What the task asks:
Determine how many lines in the entries contain the word "details", and give that number with no other text.
BEGIN
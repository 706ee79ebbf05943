//! Repository for the `maintenance_tickets` table.
//!
//! Opening, resolving, and deleting tickets also moves the affected asset's
//! status. Those writes share one transaction with the ticket change.

use assetflow_core::asset::{
    status_after_maintenance, STATUS_IN_REPAIR, STATUS_UNDER_MAINTENANCE,
};
use assetflow_core::history::{self, actions};
use assetflow_core::maintenance::{self, status_after_ticket_assignment, TicketStatus};
use assetflow_core::types::DbId;
use sqlx::PgPool;

use crate::models::history::CreateHistoryEntry;
use crate::models::maintenance::{CreateTicket, MaintenanceTicket, TicketFilter, UpdateTicket};
use crate::repositories::AssetHistoryRepo;

const COLUMNS: &str = "id, asset_id, reported_by_user_id, assigned_to_user_id, title, description, \
                       status, priority, resolution_notes, attachment_url, created_at, updated_at, \
                       resolved_at";

/// Maintenance ticket persistence and its asset side effects.
pub struct MaintenanceRepo;

impl MaintenanceRepo {
    /// Open a ticket, put the asset under maintenance, and log
    /// `maintenance_requested`.
    ///
    /// Returns `None` if the asset does not exist.
    pub async fn create(
        pool: &PgPool,
        input: &CreateTicket,
    ) -> Result<Option<MaintenanceTicket>, sqlx::Error> {
        let mut tx = pool.begin().await?;

        let old_status: Option<String> =
            sqlx::query_scalar("SELECT status FROM assets WHERE id = $1 FOR UPDATE")
                .bind(input.asset_id)
                .fetch_optional(&mut *tx)
                .await?;
        let Some(old_status) = old_status else {
            return Ok(None);
        };

        let query = format!(
            "INSERT INTO maintenance_tickets
                (asset_id, reported_by_user_id, title, description, priority)
             VALUES ($1, $2, $3, $4, $5)
             RETURNING {COLUMNS}"
        );
        let ticket = sqlx::query_as::<_, MaintenanceTicket>(&query)
            .bind(input.asset_id)
            .bind(input.reported_by_user_id)
            .bind(&input.title)
            .bind(&input.description)
            .bind(&input.priority)
            .fetch_one(&mut *tx)
            .await?;

        sqlx::query("UPDATE assets SET status = $2 WHERE id = $1")
            .bind(input.asset_id)
            .bind(STATUS_UNDER_MAINTENANCE)
            .execute(&mut *tx)
            .await?;

        let entry =
            CreateHistoryEntry::new(input.asset_id, actions::MAINTENANCE_REQUESTED, input.reported_by_user_id)
                .details(history::maintenance_requested_details(ticket.id, &ticket.title))
                .extra(history::maintenance_requested_extra(
                    &old_status,
                    STATUS_UNDER_MAINTENANCE,
                    ticket.id,
                ));
        AssetHistoryRepo::insert(&mut tx, &entry).await?;

        tx.commit().await?;
        Ok(Some(ticket))
    }

    pub async fn find_by_id(
        pool: &PgPool,
        id: DbId,
    ) -> Result<Option<MaintenanceTicket>, sqlx::Error> {
        let query = format!("SELECT {COLUMNS} FROM maintenance_tickets WHERE id = $1");
        sqlx::query_as::<_, MaintenanceTicket>(&query)
            .bind(id)
            .fetch_optional(pool)
            .await
    }

    /// List tickets matching every set filter, newest first.
    pub async fn list(
        pool: &PgPool,
        filter: &TicketFilter,
    ) -> Result<Vec<MaintenanceTicket>, sqlx::Error> {
        let query = format!(
            "SELECT {COLUMNS} FROM maintenance_tickets
             WHERE ($1::TEXT IS NULL OR status = $1)
               AND ($2::TEXT IS NULL OR priority = $2)
               AND ($3::BIGINT IS NULL OR asset_id = $3)
               AND ($4::BIGINT IS NULL OR reported_by_user_id = $4)
               AND ($5::BIGINT IS NULL OR assigned_to_user_id = $5)
             ORDER BY created_at DESC, id DESC"
        );
        sqlx::query_as::<_, MaintenanceTicket>(&query)
            .bind(&filter.status)
            .bind(&filter.priority)
            .bind(filter.asset_id)
            .bind(filter.reported_by)
            .bind(filter.assigned_to)
            .fetch_all(pool)
            .await
    }

    /// Patch the editable fields. Returns `None` if the ticket does not exist.
    pub async fn update(
        pool: &PgPool,
        id: DbId,
        input: &UpdateTicket,
    ) -> Result<Option<MaintenanceTicket>, sqlx::Error> {
        let query = format!(
            "UPDATE maintenance_tickets SET
                title = COALESCE($2, title),
                description = COALESCE($3, description),
                priority = COALESCE($4, priority),
                resolution_notes = COALESCE($5, resolution_notes)
             WHERE id = $1
             RETURNING {COLUMNS}"
        );
        sqlx::query_as::<_, MaintenanceTicket>(&query)
            .bind(id)
            .bind(&input.title)
            .bind(&input.description)
            .bind(&input.priority)
            .bind(&input.resolution_notes)
            .fetch_optional(pool)
            .await
    }

    /// Move a ticket to `status`.
    ///
    /// The first transition into `Resolved` stamps `resolved_at`, returns the
    /// asset to `Assigned` or `Available`, and logs `maintenance_resolved`.
    pub async fn update_status(
        pool: &PgPool,
        id: DbId,
        status: TicketStatus,
        performed_by: DbId,
    ) -> Result<Option<MaintenanceTicket>, sqlx::Error> {
        let mut tx = pool.begin().await?;

        let Some(current) = Self::lock_inner(&mut tx, id).await? else {
            return Ok(None);
        };
        let resolving = status == TicketStatus::Resolved
            && current.status != TicketStatus::Resolved.as_str();

        let query = format!(
            "UPDATE maintenance_tickets SET
                status = $2,
                resolved_at = CASE WHEN $3 THEN NOW() ELSE resolved_at END
             WHERE id = $1
             RETURNING {COLUMNS}"
        );
        let ticket = sqlx::query_as::<_, MaintenanceTicket>(&query)
            .bind(id)
            .bind(status.as_str())
            .bind(resolving)
            .fetch_one(&mut *tx)
            .await?;

        if resolving {
            let new_asset_status = Self::restore_asset_inner(&mut tx, ticket.asset_id).await?;
            let entry = CreateHistoryEntry::new(
                ticket.asset_id,
                actions::MAINTENANCE_RESOLVED,
                performed_by,
            )
            .details(history::maintenance_resolved_details(ticket.id))
            .extra(history::maintenance_resolved_extra(ticket.id, &new_asset_status));
            AssetHistoryRepo::insert(&mut tx, &entry).await?;
        }

        tx.commit().await?;
        Ok(Some(ticket))
    }

    /// Assign a ticket to a user. `New` tickets move to `Under Review`.
    pub async fn assign(
        pool: &PgPool,
        id: DbId,
        user_id: DbId,
    ) -> Result<Option<MaintenanceTicket>, sqlx::Error> {
        let mut tx = pool.begin().await?;

        let Some(current) = Self::lock_inner(&mut tx, id).await? else {
            return Ok(None);
        };
        let next_status = match TicketStatus::parse(&current.status) {
            Ok(s) => status_after_ticket_assignment(s).as_str().to_string(),
            Err(_) => current.status.clone(),
        };

        let query = format!(
            "UPDATE maintenance_tickets SET assigned_to_user_id = $2, status = $3
             WHERE id = $1
             RETURNING {COLUMNS}"
        );
        let ticket = sqlx::query_as::<_, MaintenanceTicket>(&query)
            .bind(id)
            .bind(user_id)
            .bind(&next_status)
            .fetch_one(&mut *tx)
            .await?;

        tx.commit().await?;
        Ok(Some(ticket))
    }

    /// Record the public URL of an uploaded attachment.
    pub async fn set_attachment(
        pool: &PgPool,
        id: DbId,
        url: &str,
    ) -> Result<Option<MaintenanceTicket>, sqlx::Error> {
        let query = format!(
            "UPDATE maintenance_tickets SET attachment_url = $2
             WHERE id = $1
             RETURNING {COLUMNS}"
        );
        sqlx::query_as::<_, MaintenanceTicket>(&query)
            .bind(id)
            .bind(url)
            .fetch_optional(pool)
            .await
    }

    /// Delete a ticket. Deleting an open ticket takes the asset out of maintenance.
    pub async fn delete(pool: &PgPool, id: DbId) -> Result<bool, sqlx::Error> {
        let mut tx = pool.begin().await?;

        let Some(ticket) = Self::lock_inner(&mut tx, id).await? else {
            return Ok(false);
        };
        if maintenance::is_open(&ticket.status) {
            Self::restore_asset_inner(&mut tx, ticket.asset_id).await?;
        }

        sqlx::query("DELETE FROM maintenance_tickets WHERE id = $1")
            .bind(id)
            .execute(&mut *tx)
            .await?;

        tx.commit().await?;
        Ok(true)
    }

    // -----------------------------------------------------------------------
    // Internal helpers
    // -----------------------------------------------------------------------

    async fn lock_inner(
        tx: &mut sqlx::Transaction<'_, sqlx::Postgres>,
        id: DbId,
    ) -> Result<Option<MaintenanceTicket>, sqlx::Error> {
        let query = format!("SELECT {COLUMNS} FROM maintenance_tickets WHERE id = $1 FOR UPDATE");
        sqlx::query_as::<_, MaintenanceTicket>(&query)
            .bind(id)
            .fetch_optional(&mut **tx)
            .await
    }

    /// Take an asset out of maintenance, returning its resulting status.
    ///
    /// Only `Under Maintenance` and `In Repair` assets move; a retired asset
    /// stays retired.
    async fn restore_asset_inner(
        tx: &mut sqlx::Transaction<'_, sqlx::Postgres>,
        asset_id: DbId,
    ) -> Result<String, sqlx::Error> {
        let (status, assignee): (String, Option<DbId>) = sqlx::query_as(
            "SELECT status, assigned_to_user_id FROM assets WHERE id = $1 FOR UPDATE",
        )
        .bind(asset_id)
        .fetch_one(&mut **tx)
        .await?;

        if status != STATUS_UNDER_MAINTENANCE && status != STATUS_IN_REPAIR {
            return Ok(status);
        }

        let restored = status_after_maintenance(assignee.is_some()).as_str();
        sqlx::query("UPDATE assets SET status = $2 WHERE id = $1")
            .bind(asset_id)
            .bind(restored)
            .execute(&mut **tx)
            .await?;
        Ok(restored.to_string())
    }
}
END
Written answer:
2